Our results also demonstrate that, when priorities of packets are not considered, idling is not an optimal choice. By using the presented approach this analysis was easy to perform as we only needed to make a simple change to the PRISM model removing the option for the scheduler to idle unless all packets in the current slot have been delivered, i.e. in the module for the scheduler (see Fig. 5) the command labelled by the action \( idle \) becomes:
$$ \begin{aligned} \begin{array}{c} \quad [ idle ] sched =1 \; \& \; pack1 =0 \; \& \; pack2 =0 \; \& \; pack3 =0 \; \rightarrow \; ( sched' =0); \end{array} \end{aligned}$$
Fig. 8

Processor task graph for computing \(D \times (C \times (A + B)) + ((A+B)+(C \times D))\)

6.3 Task-graph scheduler

Next, we consider a task-graph scheduling problem adapted from Bouyer et al. (2011), where the goal is to minimise the time or energy consumption required to evaluate the arithmetic expression \(D \times (C \times (A + B)) + ((A+B)+(C \times D))\) using two processors (\(P_1\) and \(P_2\)) that have different speed and energy requirements. Figure 8 presents a task graph for this computation showing the tasks that need to be performed and the dependencies between the tasks. The specification of the processors, as given in Bouyer et al. (2011), is as follows:
  • time for addition 2 and 5 picoseconds for processors \(P_1\) and \(P_2\);

  • time for multiplication 3 and 7 picoseconds for processors \(P_1\) and \(P_2\);

  • idle energy usage 10 and 20 Watts for processors \(P_1\) and \(P_2\);

  • active energy usage 90 and 30 Watts for processors \(P_1\) and \(P_2\).
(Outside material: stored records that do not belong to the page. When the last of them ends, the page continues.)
//! Skimmer command-line entry point

use anyhow::Context;
use clap::Parser;
use skimmer::config::{load_config, Config};
use skimmer::crawler::{Crawler, Fetcher, RetryPolicy};
use skimmer::job::Job;
use skimmer::pages::{site_root, storefront_registry};
use skimmer::sink::ProductSink;
use std::path::PathBuf;
use tracing_subscriber::EnvFilter;

/// Skimmer: a priority-driven storefront scraper
///
/// Seeds the crawl with one URL, follows in-site links page type by page
/// type, and writes scraped product records when the queue runs dry.
#[derive(Parser, Debug)]
#[command(name = "skimmer")]
#[command(version)]
#[command(about = "A priority-driven storefront scraper", long_about = None)]
struct Cli {
    /// The URL to start scraping from
    #[arg(value_name = "URL")]
    seed: String,

    /// Path to an optional TOML configuration file
    #[arg(long, value_name = "FILE")]
    config: Option<PathBuf>,

    /// Increase logging verbosity (-v, -vv, -vvv)
    #[arg(short, long, action = clap::ArgAction::Count)]
    verbose: u8,

    /// Suppress non-error output
    #[arg(short, long, conflicts_with = "verbose")]
    quiet: bool,
}

#[tokio::main]
async fn main() -> anyhow::Result<()> {
    let cli = Cli::parse();

    setup_logging(cli.verbose, cli.quiet);

    let config = match &cli.config {
        Some(path) => {
            tracing::info!("Loading configuration from: {}", path.display());
            load_config(path)?
        }
        None => Config::default(),
    };

    let seed = url::Url::parse(&cli.seed)
        .with_context(|| format!("invalid seed URL: {}", cli.seed))?;
    let root = site_root(&seed);
    tracing::info!("Crawling {} (site root {})", seed, root);

    let registry = storefront_registry(&root);
    let fetcher = Fetcher::new(RetryPolicy::from_config(&config.crawler))
        .context("failed to build HTTP client")?;
    let sink = ProductSink::new(&config.output.json_path, &config.output.csv_path);

    let mut crawler = Crawler::new(registry, fetcher).with_processor(Box::new(sink));
    crawler.enqueue(Job::get(seed.as_str()));

    let stats = crawler.start().await?;
    tracing::info!(
        "Done: {} jobs processed, {} dropped, {} results forwarded",
        stats.jobs_processed,
        stats.jobs_dropped,
        stats.results_forwarded
    );

    Ok(())
}

/// Sets up the tracing subscriber based on verbosity level
fn setup_logging(verbose: u8, quiet: bool) {
    let filter = if quiet {
        EnvFilter::new("error")
    } else {
        match verbose {
            0 => EnvFilter::new("skimmer=info,warn"),
            1 => EnvFilter::new("skimmer=debug,info"),
            2 => EnvFilter::new("skimmer=trace,debug"),
            _ => EnvFilter::new("trace"),
        }
    };

    tracing_subscriber::fmt()
        .with_env_filter(filter)
        .with_target(false)
        .init();
}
The system is formed as the parallel composition of three timed automata: one for each processor and one for the scheduler. In Fig. 9 we give the timed automaton representing \(P_1\). The labels \( p1\!\_add \) and \( p1\!\_ mult \) on the transitions represent an addition and multiplication task being scheduled on \(P_1\) respectively, while the label \( p1\!\_done \) indicates that the current task has been completed. The timed automaton includes the clock \(x_1\) which is used to keep track of the time that a task has been running. It is reset when a task starts and the invariants and guards correspond to the time required to complete the tasks of addition and multiplication for \(P_1\). The reward structure for computing the expected energy consumption associates a reward of 10 with the \( stdby \) location and reward 90 with the locations \( add \) and \( mult \) (corresponding to the energy usage of process \(P_1\) when idle and active respectively) and all action rewards are 0.
The timed automaton and reward structure for processor \(P_2\) are similar except that the names of the labels, invariants, guards and reward values correspond to the specification of \(P_2\). The automata for the scheduler keeps track of the tasks that have been completed and nondeterministically decides how tasks get allocated to processes, subject to meeting the dependencies between tasks. After forming the parallel composition, the reward structure for the expected energy consumption then includes the addition of the reward structures for energy consumption of \(P_1\) and \(P_2\). The reward structure for computing the expected time associates a reward of 1 with all locations of the composed system.
Fig. 9

Original timed automaton of processor \(P_1\) from Bouyer et al. (2011)

Fig. 10

POPTA of processor \(P_1\) with a low power state

We extend both the basic model of Bouyer et al. (2011) described above and the extension from Norman et al. (2013) which uses PTAs to model probabilistic task execution times. In both models we extend the processor \(P_1\) with a new ‘low power’ state allowing it to save energy when not in use, but which incurs a delay of 4 picoseconds when waking up to execute a new task. This state is entered with probability \( sleep \) after each task is completed. We assume that the scheduler cannot observe whether the processor enters this lower power state, and hence the model is a POPTA. The POPTA for \(P_1\) including this lower power state (labelled \( low \)) is given in Fig. 10. We model the scheduler inability to observe if the processor is in the standby or lower power state by assigning the same observation (\( o_{idle} \)) to the locations labelled \( stdby \) and \( low \). To model the 4 picosecond delay when waking from the low power state, we introduce the locations \( wake _1\) and \( wake _2\) corresponding to waking up to perform an add and a multiplication operation respectively. Not included in Fig. 10 is the initial location, from which we immediately move, by adding the guard \(x=0\) to this location, to either the location \( low \) or \( stby \) each with probability 0.5. The PRISM module representing \(P_1\) is given in Fig. 11 with the variable \( sleep1 \) specified as unobservable. The PTA model with probabilistic task execution times given in Norman et al. (2013) can be extended similarly. For both models, we generate optimal schedulers (minimising expected execution time or energy usage) using strategy synthesis.
Fig. 11

PRISM module of processor \(P_1\) with a low power state

6.4 The NRL pump

The NRL (Naval Research Laboratory) pump (Kang et al. 1998) is designed to provide reliable and secure communication over networks of nodes with ‘high’ and ‘low’ security levels. It prevents a covert channel leaking information from ‘high’ to ‘low’ through the timing of messages and acknowledgements. Communication is buffered and probabilistic delays are added to acknowledgements from ‘high’ in such a way that the potential for information leakage is minimised, while maintaining network performance. A PTA model is considered in Lanotte et al. (2014).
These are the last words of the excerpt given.